--- LISTED RECORDS Enclosed Below ---

//! Error Types for the RemitCap facade
//!
//! Every failure reaching the UI is classified by an [`ErrorCode`] and carried
//! as a [`ServiceError`] with a short base-locale message. Field-level
//! problems travel in `details` as a `{ field: message }` object, and only
//! for the codes that describe form input.

use remitcap_core::{AuthorityError, EligibilityResult, KeyError, Money, RecordError, RemitError};
use serde::{Deserialize, Serialize};
use serde_json::{json, Value};
use std::collections::BTreeMap;
use std::fmt;

// ============================================================================
// ERROR CODE ENUM
// ============================================================================

/// Error codes for facade responses.
#[derive(Debug, Clone, Copy, PartialEq, Eq, Hash, Serialize, Deserialize)]
#[serde(rename_all = "SCREAMING_SNAKE_CASE")]
pub enum ErrorCode {
    // ========================================================================
    // Input errors
    // ========================================================================
    /// One or more fields failed validation
    ValidationFailed,

    /// Input carried a script or SQL injection payload
    SecurityViolation,

    /// Amount exceeds the absolute legal ceiling
    CeilingExceeded,

    /// Amount exceeds the customer's remaining capacity in the rolling window
    WindowCapacityExceeded,

    // ========================================================================
    // Lookup and state errors
    // ========================================================================
    /// Requested entity does not exist (or belongs to another business)
    NotFound,

    /// Operation is not allowed in the current state
    InvalidState,

    // ========================================================================
    // Authority errors
    // ========================================================================
    /// The external authority could not be reached or failed
    AuthorityUnavailable,

    /// The external authority answered with an unexpected shape
    MalformedResponse,

    /// Unexpected internal failure
    InternalError,
}

impl ErrorCode {
    pub fn as_str(&self) -> &'static str {
        match self {
            ErrorCode::ValidationFailed => "VALIDATION_FAILED",
            ErrorCode::SecurityViolation => "SECURITY_VIOLATION",
            ErrorCode::CeilingExceeded => "CEILING_EXCEEDED",
            ErrorCode::WindowCapacityExceeded => "WINDOW_CAPACITY_EXCEEDED",
            ErrorCode::NotFound => "NOT_FOUND",
            ErrorCode::InvalidState => "INVALID_STATE",
            ErrorCode::AuthorityUnavailable => "AUTHORITY_UNAVAILABLE",
            ErrorCode::MalformedResponse => "MALFORMED_RESPONSE",
            ErrorCode::InternalError => "INTERNAL_ERROR",
        }
    }

    /// Get the default message for this error code.
    pub fn default_message(&self) -> &'static str {
        match self {
            ErrorCode::ValidationFailed => "Please correct the highlighted fields",
            ErrorCode::SecurityViolation => "Input rejected for security reasons",
            ErrorCode::CeilingExceeded => "Amount exceeds the legal limit",
            ErrorCode::WindowCapacityExceeded => {
                "Amount exceeds the customer's available limit in the current period"
            }
            ErrorCode::NotFound => "Record not found",
            ErrorCode::InvalidState => "Operation not allowed right now",
            ErrorCode::AuthorityUnavailable => "Service temporarily unavailable, please retry",
            ErrorCode::MalformedResponse => "Unexpected response from the service",
            ErrorCode::InternalError => "An internal error occurred",
        }
    }

    /// Whether `details` holds a `{ field: message }` map for the form.
    pub fn carries_field_errors(&self) -> bool {
        matches!(
            self,
            ErrorCode::ValidationFailed | ErrorCode::SecurityViolation | ErrorCode::CeilingExceeded
        )
    }

    /// Whether the user can act on this error by changing their input.
    pub fn is_user_facing(&self) -> bool {
        matches!(
            self,
            ErrorCode::ValidationFailed
                | ErrorCode::SecurityViolation
                | ErrorCode::CeilingExceeded
                | ErrorCode::WindowCapacityExceeded
                | ErrorCode::NotFound
                | ErrorCode::InvalidState
        )
    }
}

impl fmt::Display for ErrorCode {
    fn fmt(&self, f: &mut fmt::Formatter<'_>) -> fmt::Result {
        f.write_str(self.as_str())
    }
}

// ============================================================================
// SERVICE ERROR STRUCT
// ============================================================================

/// Structured facade error.
#[derive(Debug, Clone, PartialEq, Serialize, Deserialize, thiserror::Error)]
#[error("{code}: {message}")]
pub struct ServiceError {
    pub code: ErrorCode,
    pub message: String,
    #[serde(skip_serializing_if = "Option::is_none")]
    pub details: Option<Value>,
}

impl ServiceError {
    pub fn new(code: ErrorCode, message: impl Into<String>) -> Self {
        Self {
            code,
            message: message.into(),
            details: None,
        }
    }

    /// Create an error carrying the code's default message.
    pub fn from_code(code: ErrorCode) -> Self {
        Self::new(code, code.default_message())
    }

    pub fn with_details(mut self, details: Value) -> Self {
        self.details = Some(details);
        self
    }

    /// Field messages carried in `details`. Empty for codes whose details
    /// describe something other than form fields.
    pub fn field_errors(&self) -> BTreeMap<String, String> {
        if !self.code.carries_field_errors() {
            return BTreeMap::new();
        }
        match &self.details {
            Some(Value::Object(map)) => map
                .iter()
                .filter_map(|(field, message)| {
                    message.as_str().map(|m| (field.clone(), m.to_string()))
                })
                .collect(),
            _ => BTreeMap::new(),
        }
    }

    // ------------------------------------------------------------------------
    // Convenience constructors
    // ------------------------------------------------------------------------

    pub fn validation_failed(field_errors: BTreeMap<String, String>) -> Self {
        Self::from_code(ErrorCode::ValidationFailed).with_details(json!(field_errors))
    }

    pub fn security_violation(field_errors: BTreeMap<String, String>) -> Self {
        Self::from_code(ErrorCode::SecurityViolation).with_details(json!(field_errors))
    }

    pub fn ceiling_exceeded(ceiling: Money) -> Self {
        Self::new(
            ErrorCode::CeilingExceeded,
            format!("Amount exceeds the legal limit of {ceiling}"),
        )
    }

    /// Ceiling breach found while validating a form.
    pub fn ceiling_exceeded_fields(ceiling: Money, field_errors: BTreeMap<String, String>) -> Self {
        Self::ceiling_exceeded(ceiling).with_details(json!(field_errors))
    }

    pub fn window_capacity_exceeded(verdict: &EligibilityResult) -> Self {
        Self::new(ErrorCode::WindowCapacityExceeded, verdict.message.clone()).with_details(json!({
            "amount_used": verdict.amount_used,
            "amount_available": verdict.amount_available,
            "days_remaining": verdict.days_remaining,
        }))
    }

    pub fn not_found(entity: &str, id: impl fmt::Display) -> Self {
        Self::new(ErrorCode::NotFound, format!("{entity} not found"))
            .with_details(json!({ "entity": entity, "id": id.to_string() }))
    }

    pub fn invalid_state(message: impl Into<String>) -> Self {
        Self::new(ErrorCode::InvalidState, message)
    }

    pub fn authority_unavailable(reason: impl Into<String>) -> Self {
        Self::from_code(ErrorCode::AuthorityUnavailable)
            .with_details(json!({ "reason": reason.into() }))
    }

    pub fn malformed_response(reason: impl Into<String>) -> Self {
        Self::from_code(ErrorCode::MalformedResponse)
            .with_details(json!({ "reason": reason.into() }))
    }

    pub fn internal_error(message: impl Into<String>) -> Self {
        Self::new(ErrorCode::InternalError, message)
    }
}

// ============================================================================
// CONVERSIONS
// ============================================================================

impl From<AuthorityError> for ServiceError {
    fn from(err: AuthorityError) -> Self {
        match err {
            AuthorityError::Unavailable { reason } => Self::authority_unavailable(reason),
            AuthorityError::Rejected { message, .. } => {
                Self::new(ErrorCode::ValidationFailed, message)
            }
            AuthorityError::NotFound { entity, id } => Self::not_found(entity, id),
            AuthorityError::Boundary(e) => Self::malformed_response(e.to_string()),
        }
    }
}

impl From<KeyError> for ServiceError {
    fn from(err: KeyError) -> Self {
        Self::internal_error(format!("Cache key error: {err}"))
    }
}

impl From<RecordError> for ServiceError {
    fn from(err: RecordError) -> Self {
        match err {
            RecordError::AmountOutOfRange { ceiling, .. } => Self::ceiling_exceeded(ceiling),
            other => Self::new(ErrorCode::ValidationFailed, other.to_string()),
        }
    }
}

impl From<RemitError> for ServiceError {
    fn from(err: RemitError) -> Self {
        match err {
            RemitError::Key(e) => e.into(),
            RemitError::Authority(e) => e.into(),
            RemitError::Record(e) => e.into(),
            RemitError::Config(e) => Self::internal_error(e.to_string()),
        }
    }
}

/// Result type alias for facade internals.
pub type ServiceResult<T> = Result<T, ServiceError>;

--- End of Enclosed LISTED RECORDS ---

**EXERCISE**
The expected answer is a copy of each line in the records that holds the word "InvalidState".

**OUTPUT FOR THIS TASK**
    InvalidState,
            ErrorCode::InvalidState => "INVALID_STATE",
            ErrorCode::InvalidState => "Operation not allowed right now",
                | ErrorCode::InvalidState
        Self::new(ErrorCode::InvalidState, message)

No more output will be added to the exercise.